The monoclonal antibody O4 has been used to define a biologically distinct stage of the oligodendroglial lineage in vitro. Furthermore, O4⁺ oligodendroglial progenitors have been found in cell cultures derived from mature tissue, leading to speculation about the presence of oligodendroglial progenitors in the adult central nervous system (CNS). However, the existence of adult oligodendroglial progenitors has yet to be conclusively demonstrated in the intact animal. We have investigated the expression of O4 immunoreactivity in the developing and mature rat forebrain and the relationship of these cells to cells expressing the early oligodendroglial progenitor markers G_D3 ganglioside and NG₂ chondroitin sulfate proteoglycan, and to differentiated galactocerebroside expressing oligodendroglia. By the day of birth O4⁺ cells were already widely distributed throughout the formative corpus callosum and increased in number in the white matter and cortical gray matter over the first 2 postnatal weeks. In contrast to cell culture observations, most O4⁺ cells seen over this period failed to express G_D3, although the majority did express NG₂. Beginning at postnatal day 4, NG₂⁺/O4⁻ progenitors in the corpus callosum and cerebral cortical gray matter underwent a wave of differentiation into NG₂⁺/O4⁺ cells and then into galactocerebroside-positive oligodendroglia.
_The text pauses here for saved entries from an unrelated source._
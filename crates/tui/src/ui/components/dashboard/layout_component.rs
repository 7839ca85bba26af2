use crossterm::event::{KeyCode, KeyEvent, MouseButton, MouseEvent, MouseEventKind};
use ratatui::{
    Frame,
    layout::{Constraint, Flex, Layout, Rect},
    style::{Modifier, Style},
    text::{Line, Span},
    widgets::{Block, Borders, Paragraph},
};
use uikit_types::{ButtonVariant, Effect, Msg, Route};

use super::{DashboardHomeComponent, ProfileComponent};
use crate::app::App;
use crate::ui::components::{Component, GalleryComponent, PortfolioComponent, find_target_index_by_mouse_position};
use crate::ui::theme::theme_helpers as th;
use crate::ui::utils::contains;
use crate::ui::widgets::Spinner;

const MENU_WIDTH: u16 = 28;
const HEADER_HEIGHT: u16 = 3;

/// Protected layout: closable left menu, header with the user button and
/// an outlet for the child view of the current route.
#[derive(Debug, Default)]
pub struct DashboardLayoutComponent {
    home: DashboardHomeComponent,
    gallery: GalleryComponent,
    profile: ProfileComponent,
    portfolio: PortfolioComponent,
}

impl DashboardLayoutComponent {
    fn outlet(&mut self, route: Route) -> Option<&mut dyn Component> {
        match route {
            Route::Dashboard => Some(&mut self.home),
            Route::Components => Some(&mut self.gallery),
            Route::Profile => Some(&mut self.profile),
            Route::Portfolio => Some(&mut self.portfolio),
            Route::Landing | Route::SignIn | Route::SignUp => None,
        }
    }

    /// Whether keyboard focus sits on one of the layout's own controls.
    fn owns_focus(app: &App) -> bool {
        let state = &app.dashboard;
        state.toggle_focus.get() || state.user_button_focus.get() || state.focused_index().is_some()
    }

    fn activate_focused(app: &App) -> Vec<Effect> {
        let state = &app.dashboard;
        if state.toggle_focus.get() {
            return vec![Effect::SendMsg(Msg::SidebarToggled)];
        }
        if state.user_button_focus.get() {
            return vec![Effect::SignOut];
        }
        state
            .focused_index()
            .and_then(|index| state.entries().get(index))
            .map(|entry| vec![Effect::Navigate(entry.path.to_string())])
            .unwrap_or_default()
    }

    fn render_menu(frame: &mut Frame, area: Rect, app: &mut App) {
        let theme = &*app.ctx.theme;
        let roles = theme.roles();
        let panel = Block::default()
            .borders(Borders::RIGHT)
            .border_style(theme.border_style(false))
            .style(th::panel_style(theme));
        let inner = panel.inner(area);
        frame.render_widget(panel, area);

        let [header, _, items_area] =
            Layout::vertical([Constraint::Length(HEADER_HEIGHT), Constraint::Length(1), Constraint::Min(0)]).areas(inner);
        let [title_area, toggle_area] = Layout::horizontal([Constraint::Min(0), Constraint::Length(5)]).areas(header);
        frame.render_widget(
            Paragraph::new(Span::styled("  Dashboard", theme.heading_style())),
            Rect::new(title_area.x, title_area.y + 1, title_area.width, 1),
        );
        th::render_button(
            frame,
            toggle_area,
            "✕",
            theme,
            th::ButtonRenderOptions::variant(ButtonVariant::Secondary, app.dashboard.toggle_focus.get()),
        );

        let route = app.current_route();
        let count = app.dashboard.entries().len();
        let rows = Layout::vertical(vec![Constraint::Length(1); count]).spacing(1).split(items_area);
        for (index, (entry, row)) in app.dashboard.entries().iter().zip(rows.iter()).enumerate() {
            let focused = app.dashboard.item_focus_flags.get(index).is_some_and(|flag| flag.get());
            let style = if entry.is_active(route) {
                Style::default().bg(roles.accent_subtle).fg(roles.accent_primary).add_modifier(Modifier::BOLD)
            } else if focused {
                Style::default().bg(roles.surface_muted).fg(roles.text)
            } else {
                theme.text_secondary_style()
            };
            let row = row.inner(ratatui::layout::Margin::new(1, 0));
            frame.render_widget(Block::default().style(style), row);
            let mut line = Line::from(vec![Span::raw("  "), Span::raw(entry.icon), Span::raw("  "), Span::raw(entry.label)]);
            if focused {
                line = line.patch_style(Style::default().add_modifier(Modifier::UNDERLINED));
            }
            frame.render_widget(Paragraph::new(line).style(style), row);
        }

        app.dashboard.toggle_area = toggle_area;
        app.dashboard.per_item_areas = rows.iter().map(|row| row.inner(ratatui::layout::Margin::new(1, 0))).collect();
    }

    fn render_header(frame: &mut Frame, area: Rect, app: &mut App) {
        let theme = &*app.ctx.theme;
        let bar = Block::default()
            .borders(Borders::BOTTOM)
            .border_style(theme.border_style(false))
            .style(th::panel_style(theme));
        let inner = bar.inner(area);
        frame.render_widget(bar, area);

        let [left, right] = Layout::horizontal([Constraint::Length(5), Constraint::Length(6)])
            .flex(Flex::SpaceBetween)
            .areas(inner);
        let toggle_area = if app.dashboard.is_menu_open() {
            Rect::default()
        } else {
            th::render_button(
                frame,
                left,
                "☰",
                theme,
                th::ButtonRenderOptions::new(true, app.dashboard.toggle_focus.get(), false, Borders::NONE, ButtonVariant::Secondary),
            );
            left
        };
        let initials = app.ctx.user().map(|user| user.initials()).unwrap_or_default();
        th::render_button(
            frame,
            right,
            &initials,
            theme,
            th::ButtonRenderOptions::new(
                true,
                app.dashboard.user_button_focus.get(),
                false,
                Borders::NONE,
                ButtonVariant::Primary,
            ),
        );

        if !app.dashboard.is_menu_open() {
            app.dashboard.toggle_area = toggle_area;
            app.dashboard.per_item_areas.clear();
        }
        app.dashboard.user_button_area = right;
    }
}

impl Component for DashboardLayoutComponent {
    fn handle_message(&mut self, app: &mut App, msg: Msg) -> Vec<Effect> {
        let route = app.current_route();
        self.outlet(route).map(|outlet| outlet.handle_message(app, msg)).unwrap_or_default()
    }

    fn handle_key_events(&mut self, app: &mut App, key: KeyEvent) -> Vec<Effect> {
        if !Self::owns_focus(app) {
            let route = app.current_route();
            return self.outlet(route).map(|outlet| outlet.handle_key_events(app, key)).unwrap_or_default();
        }
        match key.code {
            KeyCode::Down | KeyCode::Up => {
                if app.dashboard.is_menu_open()
                    && let Some(flag) = app.dashboard.cycle_focus(key.code == KeyCode::Down)
                {
                    app.focus.focus(&flag);
                }
                Vec::new()
            }
            KeyCode::Enter | KeyCode::Char(' ') => Self::activate_focused(app),
            _ => Vec::new(),
        }
    }

    fn handle_mouse_events(&mut self, app: &mut App, mouse: MouseEvent) -> Vec<Effect> {
        let (column, row) = (mouse.column, mouse.row);
        if mouse.kind == MouseEventKind::Down(MouseButton::Left) {
            let state = &app.dashboard;
            if contains(state.toggle_area, column, row) {
                let flag = state.toggle_focus.clone();
                app.focus.focus(&flag);
                return vec![Effect::SendMsg(Msg::SidebarToggled)];
            }
            if contains(state.user_button_area, column, row) {
                let flag = state.user_button_focus.clone();
                app.focus.focus(&flag);
                return vec![Effect::SignOut];
            }
            if let Some(index) = find_target_index_by_mouse_position(&state.last_area, &state.per_item_areas, column, row)
            {
                if let Some(flag) = state.item_focus_flags.get(index).cloned() {
                    app.focus.focus(&flag);
                }
                return app
                    .dashboard
                    .entries()
                    .get(index)
                    .map(|entry| vec![Effect::Navigate(entry.path.to_string())])
                    .unwrap_or_default();
            }
        }
        let route = app.current_route();
        self.outlet(route).map(|outlet| outlet.handle_mouse_events(app, mouse)).unwrap_or_default()
    }

    fn render(&mut self, frame: &mut Frame, rect: Rect, app: &mut App) {
        app.dashboard.last_area = rect;
        if !app.ctx.is_signed_in() {
            let theme = &*app.ctx.theme;
            frame.render_widget(Spinner::new(theme, app.throbber_idx), rect);
            return;
        }

        let layout = self.get_preferred_layout(app, rect);
        let (menu_area, main_area) = (layout[0], layout[1]);
        if app.dashboard.is_menu_open() {
            Self::render_menu(frame, menu_area, app);
        }

        let [header_area, outlet_area] =
            Layout::vertical([Constraint::Length(HEADER_HEIGHT), Constraint::Min(0)]).areas(main_area);
        Self::render_header(frame, header_area, app);

        let route = app.current_route();
        if let Some(outlet) = self.outlet(route) {
            outlet.render(frame, outlet_area.inner(ratatui::layout::Margin::new(2, 1)), app);
        }
    }

    fn get_hint_spans(&self, app: &App) -> Vec<Span<'_>> {
        if !Self::owns_focus(app) {
            let outlet: Option<&dyn Component> = match app.current_route() {
                Route::Components => Some(&self.gallery),
                Route::Portfolio => Some(&self.portfolio),
                _ => None,
            };
            if let Some(outlet) = outlet {
                return outlet.get_hint_spans(app);
            }
        }
        th::build_hint_spans(
            &*app.ctx.theme,
            &[(" Enter", " Open "), (" ↑/↓", " Menu "), (" Ctrl+B", " Menu "), (" Ctrl+K", " Commands ")],
        )
    }

    fn get_preferred_layout(&self, app: &App, area: Rect) -> Vec<Rect> {
        let menu_width = if app.dashboard.is_menu_open() { MENU_WIDTH } else { 0 };
        Layout::horizontal([Constraint::Length(menu_width), Constraint::Min(0)])
            .split(area)
            .to_vec()
    }
}

#[cfg(test)]
mod tests {
    use std::sync::Arc;

    use chrono::Utc;
    use crossterm::event::KeyModifiers;
    use ratatui::{Terminal, backend::TestBackend};
    use uikit_identity::LocalIdentityProvider;
    use uikit_types::{Session, UserIdentity};
    use uikit_util::{AppConfig, UserPreferences};

    use super::*;
    use crate::app::Shell;

    fn dashboard_app(path: &str) -> App {
        let mut app = App::new(
            Shell::Dashboard,
            &AppConfig::new(Some("pk_test_demo"), Some(path), None).expect("config"),
            Arc::new(LocalIdentityProvider::new("pk_test_demo")),
            Arc::new(UserPreferences::ephemeral()),
        );
        app.update(&Msg::SessionLoaded(Some(Session {
            id: "sess_1".into(),
            user: UserIdentity {
                id: "user_1".into(),
                first_name: "John".into(),
                last_name: "Doe".into(),
                email: "john@example.com".into(),
            },
            method: "oauth_google".into(),
            created_at: Utc::now(),
        })));
        app.navigate(path);
        app.focus = rat_focus::FocusBuilder::build_for(&app);
        app
    }

    fn draw(component: &mut DashboardLayoutComponent, app: &mut App) -> String {
        let mut terminal = Terminal::new(TestBackend::new(120, 36)).expect("terminal");
        terminal.draw(|frame| component.render(frame, frame.area(), app)).expect("draw");
        terminal.backend().buffer().content().iter().map(|cell| cell.symbol()).collect()
    }

    #[test]
    fn renders_menu_header_and_outlet() {
        let mut app = dashboard_app("/dashboard/profile");
        let mut layout = DashboardLayoutComponent::default();
        let text = draw(&mut layout, &mut app);
        assert!(text.contains("Components"));
        assert!(text.contains("Settings"));
        assert!(text.contains("JD"));
        assert!(text.contains("john@example.com"));
        assert!(text.contains("Google"));
        assert_eq!(app.dashboard.per_item_areas.len(), 5);
    }

    #[test]
    fn closed_menu_hides_entries() {
        let mut app = dashboard_app("/dashboard");
        app.update(&Msg::SidebarToggled);
        let mut layout = DashboardLayoutComponent::default();
        let text = draw(&mut layout, &mut app);
        assert!(!text.contains("Components"));
        assert!(text.contains("Statistics"));
        assert!(app.dashboard.per_item_areas.is_empty());
    }

    #[test]
    fn menu_entries_navigate_and_user_button_signs_out() {
        let mut app = dashboard_app("/dashboard");
        let mut layout = DashboardLayoutComponent::default();
        draw(&mut layout, &mut app);

        let flag = app.dashboard.item_focus_flags[1].clone();
        app.focus.focus(&flag);
        let effects = layout.handle_key_events(&mut app, KeyEvent::new(KeyCode::Enter, KeyModifiers::NONE));
        assert_eq!(effects, vec![Effect::Navigate("/dashboard/components".into())]);

        let area = app.dashboard.user_button_area;
        let click = MouseEvent {
            kind: MouseEventKind::Down(MouseButton::Left),
            column: area.x,
            row: area.y,
            modifiers: KeyModifiers::NONE,
        };
        assert_eq!(layout.handle_mouse_events(&mut app, click), vec![Effect::SignOut]);
    }

    #[test]
    fn shows_spinner_without_session() {
        let mut app = dashboard_app("/dashboard");
        app.update(&Msg::SignedOut);
        let mut layout = DashboardLayoutComponent::default();
        let text = draw(&mut layout, &mut app);
        assert!(!text.contains("Statistics"));
        assert!(text.contains(Spinner::symbol(app.throbber_idx)));
    }
}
Interestingly, not all cells underwent this progression: a population remained as O4⁺/NG₂⁺ progenitors. Furthermore, this O4⁺/NG₂⁺ population persisted into adulthood and failed to express either G_D3, galactocerebroside, RIP, or myelin basic protein (MBP). They were also distinguishable from glial fibrillary acidic protein⁺ and glutamine synthetase⁺ astrocytes and OX-42⁺ microglia. We therefore propose that these O4⁺/NG₂⁺ cells represent adult oligodendroglial progenitors hitherto only described in cell culture. © 1997 Wiley-Liss Inc.